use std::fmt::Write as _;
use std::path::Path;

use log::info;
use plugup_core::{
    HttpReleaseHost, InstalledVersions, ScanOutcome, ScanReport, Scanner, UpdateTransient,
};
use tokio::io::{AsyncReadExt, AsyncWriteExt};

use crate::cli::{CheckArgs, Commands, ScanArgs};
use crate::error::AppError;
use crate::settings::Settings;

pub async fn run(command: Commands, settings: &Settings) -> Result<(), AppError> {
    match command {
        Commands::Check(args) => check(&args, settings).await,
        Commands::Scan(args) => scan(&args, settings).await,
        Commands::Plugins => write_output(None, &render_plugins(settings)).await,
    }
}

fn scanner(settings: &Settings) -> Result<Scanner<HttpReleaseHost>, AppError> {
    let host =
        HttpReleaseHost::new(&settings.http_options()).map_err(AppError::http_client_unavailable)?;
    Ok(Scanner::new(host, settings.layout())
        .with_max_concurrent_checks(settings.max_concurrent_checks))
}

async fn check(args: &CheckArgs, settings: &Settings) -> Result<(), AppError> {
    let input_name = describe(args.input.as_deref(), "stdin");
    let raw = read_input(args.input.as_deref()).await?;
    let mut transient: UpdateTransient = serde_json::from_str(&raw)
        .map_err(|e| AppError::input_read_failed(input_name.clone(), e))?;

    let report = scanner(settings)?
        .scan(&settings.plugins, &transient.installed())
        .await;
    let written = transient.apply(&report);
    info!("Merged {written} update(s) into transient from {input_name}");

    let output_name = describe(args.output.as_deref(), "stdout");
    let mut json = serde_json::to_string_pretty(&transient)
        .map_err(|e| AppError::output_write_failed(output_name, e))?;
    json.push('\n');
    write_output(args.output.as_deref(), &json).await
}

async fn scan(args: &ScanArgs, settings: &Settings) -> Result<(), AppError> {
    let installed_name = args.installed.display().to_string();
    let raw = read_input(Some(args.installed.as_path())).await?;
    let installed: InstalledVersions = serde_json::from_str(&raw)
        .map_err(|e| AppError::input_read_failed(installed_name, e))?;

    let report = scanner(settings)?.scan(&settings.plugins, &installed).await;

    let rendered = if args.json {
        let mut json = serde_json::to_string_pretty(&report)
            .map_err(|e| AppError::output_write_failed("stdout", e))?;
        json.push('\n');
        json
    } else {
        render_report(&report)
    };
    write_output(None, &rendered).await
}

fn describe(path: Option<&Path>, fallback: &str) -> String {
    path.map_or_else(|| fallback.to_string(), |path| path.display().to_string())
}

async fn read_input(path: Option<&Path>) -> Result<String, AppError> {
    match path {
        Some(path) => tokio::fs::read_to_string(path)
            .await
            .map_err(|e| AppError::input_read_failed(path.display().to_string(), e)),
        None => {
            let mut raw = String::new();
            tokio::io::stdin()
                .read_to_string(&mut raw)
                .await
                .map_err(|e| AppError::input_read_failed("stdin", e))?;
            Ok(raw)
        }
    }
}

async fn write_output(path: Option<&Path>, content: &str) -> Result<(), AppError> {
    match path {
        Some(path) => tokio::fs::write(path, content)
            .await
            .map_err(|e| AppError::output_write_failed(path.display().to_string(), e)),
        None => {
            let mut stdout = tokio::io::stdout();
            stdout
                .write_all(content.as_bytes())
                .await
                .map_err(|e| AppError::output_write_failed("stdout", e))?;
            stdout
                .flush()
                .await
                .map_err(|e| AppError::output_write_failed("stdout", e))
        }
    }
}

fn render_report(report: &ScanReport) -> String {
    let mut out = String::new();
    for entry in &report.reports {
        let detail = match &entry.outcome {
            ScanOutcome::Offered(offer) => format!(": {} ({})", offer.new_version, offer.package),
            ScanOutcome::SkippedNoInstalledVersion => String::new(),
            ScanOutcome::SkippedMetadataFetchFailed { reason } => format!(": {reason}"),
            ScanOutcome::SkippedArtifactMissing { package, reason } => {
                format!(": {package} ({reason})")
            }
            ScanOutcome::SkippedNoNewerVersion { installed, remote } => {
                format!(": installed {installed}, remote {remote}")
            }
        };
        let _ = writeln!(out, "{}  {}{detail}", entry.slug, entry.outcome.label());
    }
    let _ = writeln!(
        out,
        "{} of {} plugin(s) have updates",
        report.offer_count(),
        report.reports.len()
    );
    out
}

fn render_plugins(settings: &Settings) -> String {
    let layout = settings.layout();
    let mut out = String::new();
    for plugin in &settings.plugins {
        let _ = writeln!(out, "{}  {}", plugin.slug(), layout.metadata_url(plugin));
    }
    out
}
○ ○ ○ ○ ○
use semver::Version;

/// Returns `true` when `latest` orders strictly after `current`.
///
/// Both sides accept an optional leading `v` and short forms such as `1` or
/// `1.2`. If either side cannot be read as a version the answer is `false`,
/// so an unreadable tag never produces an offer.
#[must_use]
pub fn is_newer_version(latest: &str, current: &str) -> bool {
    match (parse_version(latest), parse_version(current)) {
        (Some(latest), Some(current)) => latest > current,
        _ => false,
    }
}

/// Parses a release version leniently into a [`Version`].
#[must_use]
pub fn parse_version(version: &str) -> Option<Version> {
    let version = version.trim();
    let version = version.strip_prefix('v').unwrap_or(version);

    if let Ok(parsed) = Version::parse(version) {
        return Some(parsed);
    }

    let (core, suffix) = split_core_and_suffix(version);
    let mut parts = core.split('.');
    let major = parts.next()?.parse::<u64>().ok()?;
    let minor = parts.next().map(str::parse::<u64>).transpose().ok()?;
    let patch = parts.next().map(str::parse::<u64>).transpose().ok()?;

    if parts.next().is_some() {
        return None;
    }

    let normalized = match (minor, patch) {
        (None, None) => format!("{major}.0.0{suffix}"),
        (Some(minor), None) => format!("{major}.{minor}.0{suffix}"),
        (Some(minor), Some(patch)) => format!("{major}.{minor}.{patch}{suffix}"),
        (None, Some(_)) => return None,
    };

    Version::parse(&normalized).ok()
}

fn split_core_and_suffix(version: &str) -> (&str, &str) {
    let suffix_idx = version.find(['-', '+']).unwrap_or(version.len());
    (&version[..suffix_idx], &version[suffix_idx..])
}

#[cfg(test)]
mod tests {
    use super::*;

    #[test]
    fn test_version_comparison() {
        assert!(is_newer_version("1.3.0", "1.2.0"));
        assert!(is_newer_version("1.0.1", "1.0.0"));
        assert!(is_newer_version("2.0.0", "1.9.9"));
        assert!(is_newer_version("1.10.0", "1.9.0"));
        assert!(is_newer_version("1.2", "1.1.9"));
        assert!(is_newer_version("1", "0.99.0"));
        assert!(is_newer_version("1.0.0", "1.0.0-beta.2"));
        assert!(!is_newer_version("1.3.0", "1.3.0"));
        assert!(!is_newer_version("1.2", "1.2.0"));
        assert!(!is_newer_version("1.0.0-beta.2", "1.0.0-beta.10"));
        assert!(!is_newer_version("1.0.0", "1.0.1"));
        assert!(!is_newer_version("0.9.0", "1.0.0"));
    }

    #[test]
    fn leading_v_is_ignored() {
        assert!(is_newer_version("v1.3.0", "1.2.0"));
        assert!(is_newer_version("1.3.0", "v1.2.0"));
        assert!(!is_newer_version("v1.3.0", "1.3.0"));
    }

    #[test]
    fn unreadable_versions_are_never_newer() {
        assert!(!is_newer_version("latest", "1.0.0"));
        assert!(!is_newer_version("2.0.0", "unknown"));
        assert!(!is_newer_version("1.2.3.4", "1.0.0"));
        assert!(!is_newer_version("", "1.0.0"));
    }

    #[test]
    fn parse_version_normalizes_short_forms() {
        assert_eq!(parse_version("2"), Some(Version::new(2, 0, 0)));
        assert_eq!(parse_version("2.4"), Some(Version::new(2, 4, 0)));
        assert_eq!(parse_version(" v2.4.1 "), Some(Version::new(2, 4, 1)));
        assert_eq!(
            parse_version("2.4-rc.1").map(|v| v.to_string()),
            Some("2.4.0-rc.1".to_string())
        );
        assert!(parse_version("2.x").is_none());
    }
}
○ ○ ○ ○ ○
- [Aim of the exercise]: Determine how many lines above have the string "content" and output nothing besides the count.

- [Solved problem]: 3